My late brother, Chuckie, used to accuse me of whitewashing our family history as a writer. These were hard conversations. He felt I was erasing his lifelong struggles with our father, and the damage he had inflicted on us kids. I told him I was writing about the good parts because so much else about our father was too hard to hold onto. Both of us were telling true stories, but only one of us had an audience. Four years after his death, I can see why that hurt Chuckie.
I am an admirer of Nikita Gill’s poetry, and often turn to it when I’m trying to find my own words. Yesterday, I picked up her book Wild Embers and it fell open to Your Heart is not a Hospital. Its beginning feels timely:
Your body is not a first aid kit
for broken people
and damaged souls
and hearts that are too tired
to fix themselves.
Your heart is not a hospital
to rejuvenate
and spend all of its life blood
on other people’s problems…
My, that is powerful.
There is a difference between familial love and holiday triage. This is a lesson I’m still learning. I was raised to make people happy, and that’s a hard habit to break. It’s empowering to believe you’re the one who can fix everything. This is an illusion, of course, but it makes me feel in charge, even when I wish I weren’t.
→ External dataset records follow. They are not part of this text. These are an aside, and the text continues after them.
// error.rs — Error taxonomy for setup, configuration, and dispatch failures.
//
//   Setup         NoAdapter, DeviceRequest, KernelCompile
//                 Raised once while building a backend. Fatal, never retried.
//   Configuration Config(ConfigError)
//                 Raised before any backend resource is allocated.
//   Dispatch      DeviceExecution, Readback
//                 Raised mid-run. The stepper refuses to swap, and the driver
//                 wraps the error in a `RunFailure` that records how far the
//                 run got.
//   Contract      IncompleteStep, ShapeMismatch, StepperFaulted
//                 Misuse of the storage/stepper contract. Programming errors
//                 surfaced as values rather than panics.

use thiserror::Error;

use crate::config::ConfigError;
use crate::grid::Grid;

/// Convenience alias used throughout the crate.
pub type GolResult<T> = Result<T, GolError>;

/// A fault reported by the accelerator while executing submitted work.
///
/// Fatal for the run that observed it: storage is left untouched and the
/// partially written "next" generation is never exposed.
#[derive(Debug, Clone, PartialEq, Eq, Error)]
#[error("device execution failed on submission {submission}: {message}")]
pub struct DeviceExecutionError {
    /// 1-based count of submissions made to this device, including the failed one.
    pub submission: u64,
    pub message: String,
}

impl DeviceExecutionError {
    pub fn new(submission: u64, message: impl Into<String>) -> Self {
        DeviceExecutionError { submission, message: message.into() }
    }
}

/// Crate-wide error type.
#[derive(Debug, Error)]
pub enum GolError {
    /// No adapter was visible to wgpu.
    #[error("no compatible GPU adapter found")]
    NoAdapter,

    /// wgpu refused the device request (driver issue, unsupported limits, ...).
    #[error("device request failed: {0}")]
    DeviceRequest(#[from] wgpu::RequestDeviceError),

    /// The Life kernel could not be compiled or its pipeline created.
    #[error("kernel `{kernel}` failed to build: {message}")]
    KernelCompile { kernel: &'static str, message: String },

    #[error(transparent)]
    Config(#[from] ConfigError),

    #[error(transparent)]
    DeviceExecution(#[from] DeviceExecutionError),

    /// Mapping a readback buffer failed.
    #[error("readback failed: {0}")]
    Readback(String),

    /// Work was submitted before every part of the step was recorded.
    #[error("step submitted without {0}")]
    IncompleteStep(&'static str),

    /// A grid handed to storage does not match the storage's shape.
    #[error("grid is {got_width}×{got_height} but storage holds {width}×{height}")]
    ShapeMismatch {
        width: usize,
        height: usize,
        got_width: usize,
        got_height: usize,
    },

    /// `step()` was called again after a dispatch failure.
    #[error("stepper faulted after generation {generation}; start a new run")]
    StepperFaulted { generation: u64 },

    /// A run stopped early; see [`RunFailure`].
    #[error(transparent)]
    RunAborted(#[from] Box<RunFailure>),
}

/// A run that stopped before reaching its requested generation count.
///
/// `grid` is the last consistent state: the snapshot after generation
/// `completed` (the seed when `completed == 0`). It is never a partially
/// written generation.
#[derive(Debug, Error)]
#[error(
    "run aborted after {completed} of {requested} generations on a {width}×{height} grid: {source}"
)]
pub struct RunFailure {
    pub completed: u64,
    pub requested: u64,
    pub width: usize,
    pub height: usize,
    pub grid: Grid,
    #[source]
    pub source: GolError,
}

impl From<RunFailure> for GolError {
    fn from(f: RunFailure) -> Self {
        GolError::RunAborted(Box::new(f))
    }
}

#[cfg(test)]
mod tests {
    use super::*;

    #[test]
    fn test_device_error_display() {
        let e = DeviceExecutionError::new(3, "lost");
        assert_eq!(e.to_string(), "device execution failed on submission 3: lost");
    }

    #[test]
    fn test_run_failure_display_mentions_progress() {
        let f = RunFailure {
            completed: 4,
            requested: 10,
            width: 8,
            height: 6,
            grid: Grid::new(8, 6),
            source: DeviceExecutionError::new(5, "boom").into(),
        };
        let msg = f.to_string();
        assert!(msg.contains("after 4 of 10"), "{msg}");
        assert!(msg.contains("8×6"), "{msg}");
    }

    #[test]
    fn test_run_failure_converts_to_gol_error() {
        let f = RunFailure {
            completed: 0,
            requested: 1,
            width: 1,
            height: 1,
            grid: Grid::new(1, 1),
            source: GolError::NoAdapter,
        };
        let e: GolError = f.into();
        assert!(matches!(e, GolError::RunAborted(ref b) if b.completed == 0));
    }
}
Illusion works both ways. When Sherrod and I started dating, we spent a lot of time discovering what we had in common. By the time we’d met, we were both in middle age and longtime single parents. We’d done a lot of living, and only a fool pretends that prior history won’t try to steer the ship. We had to find our way toward each other before we could face the world together.
Early in our relationship, during one of our long walks, we talked about our divorces. No matter how the end of a marriage comes about, for most people it’s a time of reflection and regret, and feelings of isolation. This was surely true of us.
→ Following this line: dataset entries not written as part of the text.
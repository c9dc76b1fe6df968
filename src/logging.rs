// logging.rs — tracing subscriber setup for the binary, benches, and demos.

use tracing_subscriber::{fmt, EnvFilter};

/// Default filter when `RUST_LOG` is unset.
pub const DEFAULT_FILTER: &str = "info,conway_gpu=debug";

/// Install a fmt subscriber filtered by `RUST_LOG`, or [`DEFAULT_FILTER`].
///
/// Safe to call more than once; later calls are no-ops.
pub fn init_logging() {
    let filter = EnvFilter::try_from_default_env().unwrap_or_else(|_| EnvFilter::new(DEFAULT_FILTER));

    let _ = fmt().with_env_filter(filter).with_target(false).try_init();
}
Sherrod and I both described times when the sight of other families with young children made us feel lonely and bereft. I would watch these scenes unfold in front of me and think every family was happier than mine, every parent a better human than I. Never have I felt more alone.
What nonsense. Just another brand of magical thinking, in which we bestow superpowers on everyone but us. No family is perfect. No love is without its heartbreak. And no life is free of occasionally miserable holidays. Sometimes, those holidays land when we’re already so low to the ground. When this happens, it’s hard to ride into the season on the wings of gratitude.
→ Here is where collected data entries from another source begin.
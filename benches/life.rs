// benches/life.rs — Storage layout comparison: linear buffer vs 2D image.
//
// 512×512 grid, density 0.2, seed 1337, 100 generations per iteration.
//
//   cargo bench --bench life
//
// Host layouts always run. GPU layouts run when an adapter is available and
// are skipped with a warning otherwise.
//
// Two measurements per layout:
//   step_only  — 100 stepper calls, no readback. Pure dispatch + wait.
//   run_100    — the full driver loop, including one snapshot per generation
//                (what a frame-capturing run pays).

use criterion::{criterion_group, criterion_main, Criterion};
use std::time::Duration;

use conway_gpu::gpu::{GpuBufferStorage, GpuDevice, GpuTextureStorage};
use conway_gpu::grid::Grid;
use conway_gpu::host::{HostBufferStorage, HostDevice, HostImageStorage};
use conway_gpu::sim::{CellStorage, Simulation, Stepper};

const SIZE: u32 = 512;
const GENERATIONS: u64 = 100;

fn seed() -> Grid {
    Grid::random(SIZE as usize, SIZE as usize, 0.2, 1337)
}

fn bench_layout<S: CellStorage>(c: &mut Criterion, name: &str, accel: &S::Accel, mut storage: S) {
    let seed = seed();
    let mut group = c.benchmark_group(name);
    group.warm_up_time(Duration::from_secs(2));
    group.sample_size(10);

    group.bench_function("step_only", |b| {
        b.iter(|| {
            storage.ingest(accel, &seed).unwrap();
            let mut stepper = Stepper::for_storage(&storage);
            for _ in 0..GENERATIONS {
                stepper.step(accel, &mut storage).unwrap();
            }
        })
    });

    let mut sim = Simulation::new(accel, storage);
    group.bench_function("run_100", |b| {
        b.iter(|| sim.run(&seed, GENERATIONS, |_, _| {}).unwrap())
    });

    group.finish();
}

fn bench_host(c: &mut Criterion) {
    let dev = HostDevice::new();
    bench_layout(c, "host_buffer_512", &dev, HostBufferStorage::new(SIZE, SIZE).unwrap());
    bench_layout(c, "host_image_512", &dev, HostImageStorage::new(SIZE, SIZE).unwrap());
}

fn bench_gpu(c: &mut Criterion) {
    conway_gpu::logging::init_logging();
    let gpu = match GpuDevice::new() {
        Ok(gpu) => gpu,
        Err(e) => {
            eprintln!("[bench] skipping GPU layouts: {e}");
            return;
        }
    };
    bench_layout(c, "gpu_buffer_512", &gpu, GpuBufferStorage::new(&gpu, SIZE, SIZE).unwrap());
    bench_layout(c, "gpu_texture_512", &gpu, GpuTextureStorage::new(&gpu, SIZE, SIZE).unwrap());
}

criterion_group!(benches, bench_host, bench_gpu);
criterion_main!(benches);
For years now, on every major holiday I’ve posted a greeting on social media that includes a nod to those who are struggling. “May the day land gently,” I write, and I mean it. But that doesn’t really cover it, does it? We’re not talking about a single day. We’ve got weeks of Mele Kalikimaka and a holly, jolly Christmas in our immediate future.
It’s not for everyone. Maybe this year, it’s not for you. You don’t need me or anyone else telling you to count your blessings, and I hope you don’t have to deal with anyone who insists they need you to be full of cheer. If you do, you might want to tell them your heart isn’t a hospital.
Explanation is optional.
Connie, I've always loved your writing and this is no exception. I am hosting a pop-up sobriety/recovery meeting the morning of Thanksgiving and plan to use this as our opening reading as it so beautifully conveys what is on many of our hearts. Thank you.
After a number of very hard Christmas seasons during the pandemic, I thought perhaps I'd paid my dues and (magically thinking), every holiday going forward would be my own version of delightful. This year, my mother in law is very ill and my wife's family is experiencing the second family trauma in a month. Last night, we made the hard decision to be separate on Thanksgiving so I can see our daughters and their families in S. Carolina and she can stay to support her family. So hard. Our first time apart on Thanksgiving in 28 years. Thanks for writing about this Connie.